Re: [Usability] GIMP - CSDI and Toolbox



> Yeah that happens too.
> Did i mention how much I hate the GIMP at the moment?
> Care to troll the list by suggesting they copy Inkscape?  (and by
> extension Adobe Photoshop)
> I really think they dont want to improve the GIMP for anyone except
> themselves.

Well, to be honest, i don't share your opinion at all. :)

I think that gimp has one of the most well designed UIs.

There are a few sections in HiG that are absolute unusable crap and of
those few is the CSDI section. The HiG has 2 major misconceptions:

1. it suggest to not use CSDI for apps like Gimp
2. it suggests to organize tools in groups (like sodipodi does)

The philosophy of the Gimp UI is to have all tools and their options
immidiatelly at hand. Click on tool, click your option.

Inkscape can't provide this, and you'd probably notice if you opened up
all option windows at once - no way to organize them.

The dock/tab UI is also superior to photoshop to be honest. But there
that clutter problem everyone is talking about.

What everyone hates about the Gimp is that cluttered feel you get with
multiple windows.

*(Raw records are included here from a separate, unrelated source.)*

//! vaultkey - command-line front end for the vaultkey key provider.
//!
//! Generates hardware-bound signing keys, signs data and manages certificate
//! chains on the best store the host offers.
//!
//! ## Usage
//!
//! ```bash
//! # Show the detected store
//! vaultkey info
//!
//! # Full flow: generate, attest, sign "Foo", verify, chain round trip
//! vaultkey demo --attest --biometric-timeout 10 --emulated
//!
//! # Individual steps (persist across runs with the keyring-storage feature)
//! vaultkey generate --alias Bartschlüssel --algorithm ES384
//! vaultkey sign --alias Bartschlüssel --data Foo
//! vaultkey chain store --alias BartschlüsselCRT_CHAIN 3082... 3082...
//! ```

use std::io::{BufRead, Write};
use std::path::PathBuf;
use std::sync::Arc;
use std::time::Duration;

use anyhow::Context;
use clap::{Parser, Subcommand};
use tracing_subscriber::EnvFilter;
use vaultkey_crypto::{random_bytes, verify, SignatureAlgorithm};
use vaultkey_keyring::{
    create_platform_store, verify_statement_chain, EmulatedHardwareStore, KeyGenRequest,
    KeyProvider, PlatformCapabilities, PromptPresenter, PromptRequest, PromptResponder,
    ProviderConfig, SecureStore,
};

const VERSION: &str = env!("CARGO_PKG_VERSION");
const DEFAULT_ALIAS: &str = "Bartschlüssel";
const DEFAULT_CHAIN_ALIAS: &str = "BartschlüsselCRT_CHAIN";

/// Hardware-bound signing keys from the command line.
#[derive(Parser)]
#[command(name = "vaultkey")]
#[command(version = VERSION)]
#[command(about = "Hardware-bound signing keys with biometric authentication windows")]
struct Cli {
    /// Enable verbose output
    #[arg(short, long)]
    verbose: bool,

    /// Provider configuration (JSON)
    #[arg(short, long, global = true)]
    config: Option<PathBuf>,

    /// Use an in-process emulated hardware keystore instead of the platform store
    #[arg(long, global = true)]
    emulated: bool,

    /// Fail instead of falling back to the software store
    #[arg(long, global = true)]
    require_hardware: bool,

    #[command(subcommand)]
    command: Commands,
}

#[derive(Subcommand)]
enum Commands {
    /// Show the detected store and its capabilities
    Info,

    /// Generate a key, sign "Foo", verify and round-trip a certificate chain
    Demo {
        /// Signature algorithm (ES256, ES384, ES512)
        #[arg(short, long, default_value = "ES256")]
        algorithm: SignatureAlgorithm,

        /// Request key attestation with a random 16-byte challenge
        #[arg(long)]
        attest: bool,

        /// Seconds an authentication stays valid (0 for every use; omit for no authentication)
        #[arg(short, long, value_parser = parse_timeout)]
        biometric_timeout: Option<Duration>,
    },

    /// Generate (or replace) a key
    Generate {
        /// Key alias
        #[arg(long, default_value = DEFAULT_ALIAS)]
        alias: String,

        /// Signature algorithm (ES256, ES384, ES512)
        #[arg(short, long, default_value = "ES256")]
        algorithm: SignatureAlgorithm,

        /// Hex attestation challenge ("random" for 16 random bytes)
        #[arg(long)]
        challenge: Option<String>,

        /// Seconds an authentication stays valid (0 for every use; omit for no authentication)
        #[arg(short, long, value_parser = parse_timeout)]
        biometric_timeout: Option<Duration>,
    },

    /// Sign data with an existing key
    Sign {
        /// Key alias
        #[arg(long, default_value = DEFAULT_ALIAS)]
        alias: String,

        /// Data to sign (UTF-8)
        #[arg(short, long, default_value = "Foo")]
        data: String,

        /// Print the DER encoding instead of raw r||s
        #[arg(long)]
        der: bool,
    },

    /// Print the public key of an existing key
    PublicKey {
        /// Key alias
        #[arg(long, default_value = DEFAULT_ALIAS)]
        alias: String,

        /// Print SubjectPublicKeyInfo DER instead of the SEC1 point
        #[arg(long)]
        spki: bool,
    },

    /// Delete a key (succeeds if absent)
    Delete {
        /// Key alias
        #[arg(long, default_value = DEFAULT_ALIAS)]
        alias: String,
    },

    /// Store or show a certificate chain
    Chain {
        #[command(subcommand)]
        action: ChainAction,
    },
}

#[derive(Subcommand)]
enum ChainAction {
    /// Store a chain, leaf first
    Store {
        /// Chain alias
        #[arg(long, default_value = DEFAULT_CHAIN_ALIAS)]
        alias: String,

        /// Hex-encoded certificates, leaf first
        certificates: Vec<String>,
    },

    /// Print a stored chain
    Show {
        /// Chain alias
        #[arg(long, default_value = DEFAULT_CHAIN_ALIAS)]
        alias: String,
    },
}

fn parse_timeout(value: &str) -> Result<Duration, String> {
    value
        .parse::<u64>()
        .map(Duration::from_secs)
        .map_err(|_| format!("expected whole seconds, got {value:?}"))
}

/// Asks on the terminal. Answers "y" to authenticate.
#[derive(Debug)]
struct ConsolePresenter;

impl PromptPresenter for ConsolePresenter {
    fn present(&self, request: PromptRequest, responder: PromptResponder) {
        std::thread::spawn(move || {
            let mut stderr = std::io::stderr().lock();
            let _ = write!(
                stderr,
                "\n{}\n{} [{}] ({:?}, reusable {}s)\nAuthenticate? [y/N] ",
                request.title,
                request.subtitle,
                request.alias,
                request.strength,
                request.reuse_seconds
            );
            let _ = stderr.flush();

            let mut answer = String::new();
            match std::io::stdin().lock().read_line(&mut answer) {
                Ok(_) if answer.trim().eq_ignore_ascii_case("y") => responder.succeed(),
                Ok(0) | Err(_) => drop(responder),
                Ok(_) => responder.cancel(),
            }
        });
    }
}

fn load_config(path: Option<&PathBuf>) -> anyhow::Result<ProviderConfig> {
    let Some(path) = path else {
        return Ok(ProviderConfig::default());
    };
    let json = std::fs::read_to_string(path)
        .with_context(|| format!("reading config {}", path.display()))?;
    Ok(ProviderConfig::from_json(&json)?)
}

fn open_provider(cli: &Cli) -> anyhow::Result<KeyProvider> {
    let config = load_config(cli.config.as_ref())?;
    tracing::debug!(emulated = cli.emulated, require_hardware = cli.require_hardware, "Opening key provider");
    let store: Arc<dyn SecureStore> = if cli.emulated {
        Arc::new(EmulatedHardwareStore::new(PlatformCapabilities::hardware_keystore())?)
    } else {
        create_platform_store(cli.require_hardware)?
    };
    Ok(KeyProvider::new(store, Some(Arc::new(ConsolePresenter)), config)?)
}

#[tokio::main]
async fn main() -> anyhow::Result<()> {
    let cli = Cli::parse();

    // Initialize logging; RUST_LOG overrides --verbose.
    let level = if cli.verbose { "debug" } else { "info" };
    tracing_subscriber::fmt()
        .with_env_filter(EnvFilter::try_from_default_env().unwrap_or_else(|_| EnvFilter::new(level)))
        .with_target(false)
        .with_writer(std::io::stderr)
        .init();

    let provider = open_provider(&cli)?;

    match cli.command {
        Commands::Info => info(&provider),
        Commands::Demo {
            algorithm,
            attest,
            biometric_timeout,
        } => demo(&provider, algorithm, attest, biometric_timeout).await,
        Commands::Generate {
            alias,
            algorithm,
            challenge,
            biometric_timeout,
        } => {
            let mut request = KeyGenRequest::new(algorithm);
            request.biometric_timeout = biometric_timeout;
            request.attestation_challenge = match challenge.as_deref() {
                None => None,
                Some("random") => Some(random_bytes(16)),
                Some(hex_challenge) => Some(hex::decode(hex_challenge).context("challenge is not hex")?),
            };

            let key = provider.generate_key(&alias, &request).await?;
            println!("alias:      {}", key.key_pair.alias());
            println!("algorithm:  {}", key.key_pair.algorithm());
            println!("public key: {}", hex::encode(key.key_pair.public_key().sec1_bytes()));
            for (i, entry) in key.attestation_chain.iter().enumerate() {
                println!("chain[{i}]:   {}", hex::encode(entry));
            }
            Ok(())
        },
        Commands::Sign { alias, data, der } => {
            let key = provider.get_key_pair(&alias, &provider.platform_ops()).await?;
            let signature = provider
                .sign(data.as_bytes(), &key, key.algorithm())
                .await?;
            if der {
                println!("{}", hex::encode(signature.to_der()?));
            } else {
                println!("{}", hex::encode(signature.as_bytes()));
            }
            Ok(())
        },
        Commands::PublicKey { alias, spki } => {
            let public_key = provider.get_public_key(&alias).await?;
            if spki {
                println!("{}", hex::encode(public_key.to_spki_der()?));
            } else {
                println!("{}", hex::encode(public_key.sec1_bytes()));
            }
            Ok(())
        },
        Commands::Delete { alias } => {
            provider.delete_key(&alias, &provider.platform_ops()).await?;
            println!("deleted {alias}");
            Ok(())
        },
        Commands::Chain { action } => match action {
            ChainAction::Store {
                alias,
                certificates,
            } => {
                let chain = certificates
                    .iter()
                    .map(hex::decode)
                    .collect::<Result<Vec<_>, _>>()
                    .context("certificate is not hex")?;
                provider.store_certificate_chain(&alias, &chain).await?;
                println!("stored {} certificate(s) under {alias}", chain.len());
                Ok(())
            },
            ChainAction::Show { alias } => {
                for entry in provider.get_certificate_chain(&alias).await? {
                    println!("{}", hex::encode(entry));
                }
                Ok(())
            },
        },
    }
}

fn info(provider: &KeyProvider) -> anyhow::Result<()> {
    let caps = provider.capabilities();
    let report = serde_json::json!({
        "version": VERSION,
        "backend": caps.backend.to_string(),
        "security_level": caps.backend.security_level(),
        "has_hardware": caps.has_hardware,
        "strong_biometrics": caps.strong_biometrics,
        "weak_biometrics": caps.weak_biometrics,
        "device_credential": caps.device_credential,
        "strongbox": caps.strongbox,
        "attestation": caps.attestation,
        "user_auth": caps.supports_user_auth(),
    });
    println!("{}", serde_json::to_string_pretty(&report)?);
    Ok(())
}

async fn demo(
    provider: &KeyProvider,
    algorithm: SignatureAlgorithm,
    attest: bool,
    biometric_timeout: Option<Duration>,
) -> anyhow::Result<()> {
    let challenge = attest.then(|| random_bytes(16));
    let mut request = KeyGenRequest::new(algorithm);
    request.attestation_challenge = challenge.clone();
    request.biometric_timeout = biometric_timeout;

    let key = provider.generate_key(DEFAULT_ALIAS, &request).await?;
    println!("backend:    {}", provider.backend());
    println!("public key: {}", hex::encode(key.key_pair.public_key().sec1_bytes()));

    if let Some(challenge) = &challenge {
        let statement = verify_statement_chain(&key.attestation_chain, challenge)
            .context("attestation does not verify")?;
        println!(
            "attested:   {} entries, issued {}",
            key.attestation_chain.len(),
            statement.issued_at
        );
    } else {
        println!("attested:   no");
    }

    let signature = provider.sign(b"Foo", &key.key_pair, algorithm).await?;
    let valid = verify(key.key_pair.public_key(), b"Foo", &signature)?;
    println!("signature:  {}", hex::encode(signature.as_bytes()));
    println!("verified:   {valid}");

    provider
        .store_certificate_chain(DEFAULT_CHAIN_ALIAS, &key.attestation_chain)
        .await?;
    let loaded = provider.get_certificate_chain(DEFAULT_CHAIN_ALIAS).await?;
    println!(
        "chain:      stored {} / loaded {} ({})",
        key.attestation_chain.len(),
        loaded.len(),
        if loaded == key.attestation_chain { "identical" } else { "MISMATCH" }
    );

    anyhow::ensure!(valid, "signature did not verify");
    anyhow::ensure!(loaded == key.attestation_chain, "certificate chain changed in storage");
    Ok(())
}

But *that* is a *responsibility* of the WM, not Gimp!

You can perfectly threat CSDI interfaces with a WM so that they give you
a very comfortable feel.

One major misconception in current WMs is that they threat each window
of a CSDI as a separate window. They don't threat them as a group of
windows, which belong to one application. For SDI, a separate window
means a separate application. For MDI, each window represents *both* the
document and tools, almost like a separate app, let's call it another
instance of the same app. So the dumb WM model fits perfectly for the
purposes of SDI/MDI. Not so for CSDI where the tools/options and
documents are separate entities. 

If each WM would threat CSDI as a group of windows that belong to one
application and that have a certain behaviour with respect to each
other(clicking in the window list brings all docks on top, always on top
option for all docks, tab moves them to fore/background etc), you'd end
up with a perfect Gimp - UI wise. A Gimp people would love to use.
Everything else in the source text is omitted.